Task
Please set down, exactly as written, the line containing "state.liquidity, state.total_liquidity, state.pool_share" and every line after it through the end of the records.

Records for the exercise

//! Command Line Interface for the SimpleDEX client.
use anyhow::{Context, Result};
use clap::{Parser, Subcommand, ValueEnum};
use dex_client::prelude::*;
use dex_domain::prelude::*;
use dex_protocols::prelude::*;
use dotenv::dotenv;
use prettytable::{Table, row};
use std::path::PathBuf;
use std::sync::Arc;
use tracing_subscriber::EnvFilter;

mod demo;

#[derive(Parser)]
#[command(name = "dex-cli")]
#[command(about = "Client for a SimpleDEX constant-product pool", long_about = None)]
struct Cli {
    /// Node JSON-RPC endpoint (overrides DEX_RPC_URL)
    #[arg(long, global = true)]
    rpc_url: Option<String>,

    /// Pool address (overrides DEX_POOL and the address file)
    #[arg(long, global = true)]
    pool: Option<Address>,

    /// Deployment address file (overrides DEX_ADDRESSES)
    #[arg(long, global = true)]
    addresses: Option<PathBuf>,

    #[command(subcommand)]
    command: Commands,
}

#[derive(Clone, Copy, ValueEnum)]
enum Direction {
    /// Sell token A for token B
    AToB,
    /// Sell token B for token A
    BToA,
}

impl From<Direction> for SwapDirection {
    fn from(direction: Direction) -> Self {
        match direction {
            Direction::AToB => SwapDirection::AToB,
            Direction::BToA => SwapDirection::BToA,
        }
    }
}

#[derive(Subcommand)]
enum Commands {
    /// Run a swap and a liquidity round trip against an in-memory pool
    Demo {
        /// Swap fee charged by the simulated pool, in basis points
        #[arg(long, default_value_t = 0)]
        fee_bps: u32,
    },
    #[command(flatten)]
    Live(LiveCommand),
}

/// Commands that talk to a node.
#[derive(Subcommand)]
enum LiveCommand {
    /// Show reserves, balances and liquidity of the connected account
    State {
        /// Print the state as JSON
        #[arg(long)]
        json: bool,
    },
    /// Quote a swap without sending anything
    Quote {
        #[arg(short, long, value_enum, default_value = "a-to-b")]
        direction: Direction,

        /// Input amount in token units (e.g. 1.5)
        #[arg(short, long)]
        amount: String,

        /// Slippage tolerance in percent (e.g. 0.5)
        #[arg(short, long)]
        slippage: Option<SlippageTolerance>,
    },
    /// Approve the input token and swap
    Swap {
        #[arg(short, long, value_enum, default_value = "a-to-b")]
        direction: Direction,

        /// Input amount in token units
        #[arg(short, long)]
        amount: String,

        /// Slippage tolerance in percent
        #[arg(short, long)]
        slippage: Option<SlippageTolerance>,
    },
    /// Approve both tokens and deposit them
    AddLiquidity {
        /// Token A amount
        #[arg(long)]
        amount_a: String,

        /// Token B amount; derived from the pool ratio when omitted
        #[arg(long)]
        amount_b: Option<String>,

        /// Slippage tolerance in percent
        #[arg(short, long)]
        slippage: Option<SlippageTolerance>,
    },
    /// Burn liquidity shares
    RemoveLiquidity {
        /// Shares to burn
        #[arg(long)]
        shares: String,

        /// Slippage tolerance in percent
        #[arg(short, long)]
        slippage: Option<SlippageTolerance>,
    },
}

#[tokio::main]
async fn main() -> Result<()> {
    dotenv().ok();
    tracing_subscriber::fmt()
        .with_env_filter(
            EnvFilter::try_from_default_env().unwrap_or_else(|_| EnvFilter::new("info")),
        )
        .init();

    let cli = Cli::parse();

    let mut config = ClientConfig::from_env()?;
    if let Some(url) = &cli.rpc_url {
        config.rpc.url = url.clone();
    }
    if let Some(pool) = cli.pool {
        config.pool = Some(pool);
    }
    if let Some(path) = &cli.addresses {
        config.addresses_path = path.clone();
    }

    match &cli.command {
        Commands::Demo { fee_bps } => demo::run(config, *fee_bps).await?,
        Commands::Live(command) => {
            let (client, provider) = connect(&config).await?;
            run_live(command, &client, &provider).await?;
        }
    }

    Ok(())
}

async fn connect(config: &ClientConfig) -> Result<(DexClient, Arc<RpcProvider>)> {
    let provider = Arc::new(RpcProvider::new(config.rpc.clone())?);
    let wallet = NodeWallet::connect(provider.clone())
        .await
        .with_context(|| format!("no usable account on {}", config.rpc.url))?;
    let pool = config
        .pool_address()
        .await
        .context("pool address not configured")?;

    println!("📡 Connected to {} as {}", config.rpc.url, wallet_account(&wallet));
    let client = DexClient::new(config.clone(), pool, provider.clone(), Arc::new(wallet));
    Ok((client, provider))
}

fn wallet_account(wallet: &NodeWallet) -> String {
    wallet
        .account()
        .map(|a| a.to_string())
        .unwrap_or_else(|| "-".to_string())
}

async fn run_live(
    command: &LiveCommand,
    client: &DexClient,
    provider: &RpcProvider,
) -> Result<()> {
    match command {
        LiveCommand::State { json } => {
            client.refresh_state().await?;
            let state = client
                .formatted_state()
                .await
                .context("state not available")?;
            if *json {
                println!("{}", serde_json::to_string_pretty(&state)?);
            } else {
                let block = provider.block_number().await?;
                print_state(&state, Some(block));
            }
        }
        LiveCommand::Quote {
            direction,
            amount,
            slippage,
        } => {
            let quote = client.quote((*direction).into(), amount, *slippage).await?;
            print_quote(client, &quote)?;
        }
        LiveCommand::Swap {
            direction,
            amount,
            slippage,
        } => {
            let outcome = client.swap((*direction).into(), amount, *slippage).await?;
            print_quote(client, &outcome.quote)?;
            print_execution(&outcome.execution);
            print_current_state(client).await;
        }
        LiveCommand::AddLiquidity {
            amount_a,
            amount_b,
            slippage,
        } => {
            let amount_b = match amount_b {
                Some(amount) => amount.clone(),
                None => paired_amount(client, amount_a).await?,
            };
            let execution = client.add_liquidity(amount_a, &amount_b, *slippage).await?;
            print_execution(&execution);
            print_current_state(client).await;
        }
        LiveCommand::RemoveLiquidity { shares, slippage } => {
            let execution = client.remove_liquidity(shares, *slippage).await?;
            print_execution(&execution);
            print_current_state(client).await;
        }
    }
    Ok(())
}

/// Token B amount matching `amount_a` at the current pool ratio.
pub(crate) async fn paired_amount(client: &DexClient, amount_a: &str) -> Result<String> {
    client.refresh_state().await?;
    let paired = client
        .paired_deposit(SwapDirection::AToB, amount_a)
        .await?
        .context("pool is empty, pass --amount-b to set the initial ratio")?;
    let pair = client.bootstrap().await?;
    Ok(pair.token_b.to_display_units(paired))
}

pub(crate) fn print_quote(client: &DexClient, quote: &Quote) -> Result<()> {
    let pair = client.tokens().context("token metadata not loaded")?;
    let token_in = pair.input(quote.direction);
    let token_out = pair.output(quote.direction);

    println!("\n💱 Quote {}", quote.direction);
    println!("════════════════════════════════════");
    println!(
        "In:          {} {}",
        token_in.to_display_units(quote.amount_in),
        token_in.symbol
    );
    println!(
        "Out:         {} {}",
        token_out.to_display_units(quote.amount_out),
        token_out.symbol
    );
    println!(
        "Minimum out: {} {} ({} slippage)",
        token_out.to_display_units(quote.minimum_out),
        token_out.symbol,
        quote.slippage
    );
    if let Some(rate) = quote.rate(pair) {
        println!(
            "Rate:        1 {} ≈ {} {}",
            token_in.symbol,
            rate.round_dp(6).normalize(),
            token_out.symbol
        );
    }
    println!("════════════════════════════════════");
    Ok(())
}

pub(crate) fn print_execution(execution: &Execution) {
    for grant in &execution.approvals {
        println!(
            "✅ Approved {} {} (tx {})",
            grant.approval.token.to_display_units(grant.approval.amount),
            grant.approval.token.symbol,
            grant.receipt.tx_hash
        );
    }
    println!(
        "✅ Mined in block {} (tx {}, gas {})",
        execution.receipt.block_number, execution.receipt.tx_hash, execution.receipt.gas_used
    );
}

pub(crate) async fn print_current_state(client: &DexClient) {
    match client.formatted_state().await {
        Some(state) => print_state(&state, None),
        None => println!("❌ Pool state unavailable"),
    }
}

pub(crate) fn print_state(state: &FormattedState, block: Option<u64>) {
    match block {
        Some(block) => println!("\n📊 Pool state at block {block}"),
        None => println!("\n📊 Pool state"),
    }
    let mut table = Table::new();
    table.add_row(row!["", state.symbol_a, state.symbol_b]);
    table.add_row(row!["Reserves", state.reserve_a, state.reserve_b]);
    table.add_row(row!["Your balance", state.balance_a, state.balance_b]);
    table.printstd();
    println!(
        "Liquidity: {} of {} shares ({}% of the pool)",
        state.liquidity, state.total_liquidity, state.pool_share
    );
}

Solved exercise
        state.liquidity, state.total_liquidity, state.pool_share
    );
}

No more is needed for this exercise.